Andrea Romeo racconta I Wonder Pictures
In 10 anni la sua casa di distribuzione cinematografica è diventata un player influente nel cinema nazionale
In 10 anni la bolognese I Wonder Pictures si è trasformata da piccola casa distributrice indipendente specializzata in film biografici e documentari in un player importante, al punto di aggiudicarsi film che hanno segnato l’anno in corso, come “Everything, Everywhere All at Once” e “The Whale”, o “La zona di interesse” di Jonathan Glazer, Gran Prix speciale a Cannes. Una success story di cui facciamo il punto con il fondatore Andrea Romeo, avvicinatosi al cinema come giornalista, per poi lanciare nel 2013 il Biografilm Festival e la casa di distribuzione per autodefinizione “diversamente indipendente”. «Mi è sembrato subito evidente che l’avvento della digitalizzazione avrebbe favorito i documentari, permettendo sia di filmare tanto che di lavorare più velocemente con gli archivi. I Wonder Pictures è nata perché due film che volevo presentare al festival, "Searching for Sugar Man" e “The Act of Killing”, poi diventati dei classici, non trovavano un distributore in Italia».

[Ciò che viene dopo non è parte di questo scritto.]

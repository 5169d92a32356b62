use course_player::catalog::{
    Catalog, CatalogError, CatalogLoader, SectionIndex, derive_subtitle_url,
};
use tokio::io::{AsyncReadExt, AsyncWriteExt};
use tokio::net::TcpListener;

const SAMPLE_CATALOG: &str = r#"[
    {
        "title": "第2学期",
        "courses": [
            {
                "title": "课程：final",
                "weeks": [
                    {
                        "title": "第7周",
                        "sections": [
                            { "title": "第0小节", "url": "term2/final/final-w7c0.mp4" },
                            { "title": "回顾总结", "url": "term2/final/final-w7recap.mp4", "duration": 1805 }
                        ]
                    },
                    {
                        "title": "第8周",
                        "sections": [
                            { "title": "第0小节", "url": "term2/final/final-w8c0.mp4" }
                        ]
                    }
                ]
            }
        ]
    }
]"#;

/// 起一个只回一次响应的本地 HTTP 服务
async fn one_shot_server(status_line: &'static str, body: &'static str) -> String {
    let listener = TcpListener::bind("127.0.0.1:0").await.unwrap();
    let addr = listener.local_addr().unwrap();
    tokio::spawn(async move {
        if let Ok((mut stream, _)) = listener.accept().await {
            let mut buf = [0u8; 4096];
            let _ = stream.read(&mut buf).await;
            let response = format!(
                "{}\r\nContent-Type: application/json\r\nContent-Length: {}\r\nConnection: close\r\n\r\n{}",
                status_line,
                body.len(),
                body
            );
            let _ = stream.write_all(response.as_bytes()).await;
        }
    });
    format!("http://{}/videos_index.json", addr)
}

#[tokio::test]
async fn test_load_catalog_over_http() {
    let url = one_shot_server("HTTP/1.1 200 OK", SAMPLE_CATALOG).await;

    let loader = CatalogLoader::new(&url, 5).unwrap();
    let catalog = loader.load().await.unwrap();
    println!("✅ 目录加载成功: {} 个小节", catalog.section_count());

    assert_eq!(catalog.semesters.len(), 1);
    assert_eq!(catalog.section_count(), 3);

    // 相对地址已按目录文档地址补全
    let first = &catalog.semesters[0].courses[0].weeks[0].sections[0];
    assert!(
        first.url.starts_with("http://127.0.0.1"),
        "相对地址未补全: {}",
        first.url
    );
    assert!(first.url.ends_with("/term2/final/final-w7c0.mp4"));
}

#[tokio::test]
async fn test_http_404_reports_status_in_error() {
    let url = one_shot_server("HTTP/1.1 404 Not Found", "not here").await;

    let loader = CatalogLoader::new(&url, 5).unwrap();
    let err = loader.load().await.unwrap_err();
    println!("✅ 预期的加载失败: {}", err);

    match &err {
        CatalogError::HttpStatus(status) => assert_eq!(*status, 404),
        other => panic!("期望 HttpStatus 错误，实际 {:?}", other),
    }
    // 界面展示的错误文案里必须带状态码
    assert!(err.to_string().contains("404"));
}

#[tokio::test]
async fn test_parse_failure_is_fatal() {
    let url = one_shot_server("HTTP/1.1 200 OK", "{ 这不是合法的JSON ").await;

    let loader = CatalogLoader::new(&url, 5).unwrap();
    let err = loader.load().await.unwrap_err();
    println!("✅ 预期的解析失败: {}", err);
    assert!(matches!(err, CatalogError::Parse(_)));
}

#[tokio::test]
async fn test_load_catalog_from_file() {
    let dir = std::env::temp_dir().join(format!("courseplay-test-{}", std::process::id()));
    tokio::fs::create_dir_all(&dir).await.unwrap();
    let path = dir.join("videos_index.json");
    tokio::fs::write(&path, SAMPLE_CATALOG).await.unwrap();

    let loader = CatalogLoader::new(path.to_str().unwrap(), 5).unwrap();
    let catalog = loader.load().await.unwrap();
    assert_eq!(catalog.section_count(), 3);
    // 本地文件没有基准地址，相对路径保持原样
    assert_eq!(
        catalog.semesters[0].courses[0].weeks[0].sections[0].url,
        "term2/final/final-w7c0.mp4"
    );

    tokio::fs::remove_dir_all(&dir).await.unwrap();
}

#[test]
fn test_index_covers_every_section_exactly_once() {
    let catalog = Catalog::from_json_str(SAMPLE_CATALOG).unwrap();
    let index = SectionIndex::build(&catalog);

    assert_eq!(index.len(), catalog.section_count());
    for entry in index.iter() {
        let resolved = index.resolve(entry.id).unwrap();
        assert_eq!(resolved.path, entry.path);
        // 组合标题带全部四级
        assert!(resolved.display_title.contains("第2学期"));
        assert!(resolved.display_title.contains("课程：final"));
    }
}

#[test]
fn test_subtitle_derivation_matches_convention() {
    assert_eq!(
        derive_subtitle_url("a/b/lecture01.mp4", "zh", "vtt"),
        Some("a/b/lecture01.zh.vtt".to_string())
    );
}

#[test]
fn test_both_catalog_encodings_agree() {
    let keyed = r#"{
        "第2学期": {
            "课程：final": {
                "第7周": [
                    { "title": "第0小节", "url": "term2/final/final-w7c0.mp4" },
                    { "title": "回顾总结", "url": "term2/final/final-w7recap.mp4", "duration": 1805 }
                ],
                "第8周": [
                    { "title": "第0小节", "url": "term2/final/final-w8c0.mp4" }
                ]
            }
        }
    }"#;

    let a = Catalog::from_json_str(SAMPLE_CATALOG).unwrap();
    let b = Catalog::from_json_str(keyed).unwrap();

    let urls = |c: &Catalog| -> Vec<String> {
        c.semesters
            .iter()
            .flat_map(|s| &s.courses)
            .flat_map(|c| &c.weeks)
            .flat_map(|w| &w.sections)
            .map(|s| s.url.clone())
            .collect()
    };
    // 两种编码解析出完全一致的遍历顺序
    assert_eq!(urls(&a), urls(&b));
}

All’ultima Mostra del Cinema di Venezia Romeo ha presentato 10 titoli, tra cui “The Beast” di Bertrand Bonello, con Léa Seydoux e George MacKay, “Hors-saison” con Guillaume Canet e Alba Rohrwacher, ed “Explanation for everything”, di Gabor Reisz, ambientato nell’Ungheria di Orban, e vincitore del Premio Orizzonti per il miglior film. Come si fa a intuire quali film saranno in sintonia con le urgenze e lo zeitgeist dei due, tre anni successivi all’acquisizione della pellicola? «Noi ci consideriamo una casa editrice, e nella nostra linea editoriale non entrano mai certi generi, l’horror, il thriller, gli action movies; puntiamo piuttosto su concept movies che meritino sul serio il nostro tempo e la nostra attenzione. E non mettiamo mai in listino quei film pallosi d’autore tradizionalmente considerati obbligatori. Ho creduto in “Everything, Everywhere All at Once” perchè concilia aspetti contenutistici a quella velocità e quella coolness legati alla fruizione digitale che intercettano il pubblico più giovane, senza dimenticare che è un film sul femminile, e che segnava il ritorno sulle scene del bambino del secondo Indiana Jones in concomitanza con l’uscita del nuovo film della serie. Con oltre mezzo milione di spettatori, “The Whale” ha avuto in Italia il miglior risultato europeo, superando largamente il mercato UK, cosa che non succede mai per un film in inglese. Questo significa che oltre il pubblico cinefilo maturo, la mostra di Venezia (dove il film è stato presentato) raggiunge una audience più ampia che si fida della qualità della selezione di Barbera».
E perché scommettere su un film come quello di Bonello, oltre che per i protagonisti? «Léa non ha bisogno di commenti, MacKay (il primogenito di Viggo Mortensen in “Captain Fantastic” e il protagonista di “1917” di Sam Mendes, nda) è un attore su cui scommettiamo, nel cast anche di “The End”, film di Joshua Oppenheimer che porteremo in Italia e su cui puntiamo. Ad interessarmi è l’urgenza del film di Bonello rispetto all’intelligenza artificiale, che nella trama è alla base di un metodo per assegnare posti di lavoro ripercorrendo i fantasmi della vita dei candidati per ripulirli dalle loro passioni e ossessioni». Cosa pensi dei vincitori di Venezia? «“Poor Things” si è imposto per il Leone d’Oro come un’evidenza e tifo per l’Oscar: credo sia “il” film epocale, eccellente da tutti i punti di vista cinematografici, a partire da Emma Stone e da Mark Ruffalo. Di Garrone adoro, oltre che il risultato cinematografico, la grandiosa comunità che è riuscito a costruire per calarsi nella storia, come si è visto dai protagonisti venuti a Venezia. Per quanto ci riguarda, l’anno scorso abbiamo vinto il Leone d’Oro con la Poitras (per “Tutta la bellezza e il dolore”, nda), e quest’anno non pensavamo che i film premiati (oltre al film di Reisz anche “El Paraiso”, cui sono andati il premio Orizzonti per la migliore attrice e per la migliore sceneggiatura) fossero veramente in gara... ».
A Venezia hai introdotto anche il concept di Casa I Wonder.. «È un concetto di ospitalità pensato per i film in competizione e gli amici durante la Mostra. Anche le eccellenze del food hanno delle storie da raccontare proprio come il cinema, e così a Venezia abbiamo ospitato 4 eccellenze italiane, Acetaia Giusti, il più antico produttore di aceto balsamico al mondo, Palazzo di Varignana, con il suo olio premiato in varie occasioni, Ferrarini e Sella & Mosca, con i loro esperti che introducevano gli ospiti alle caratteristiche dei vari brand».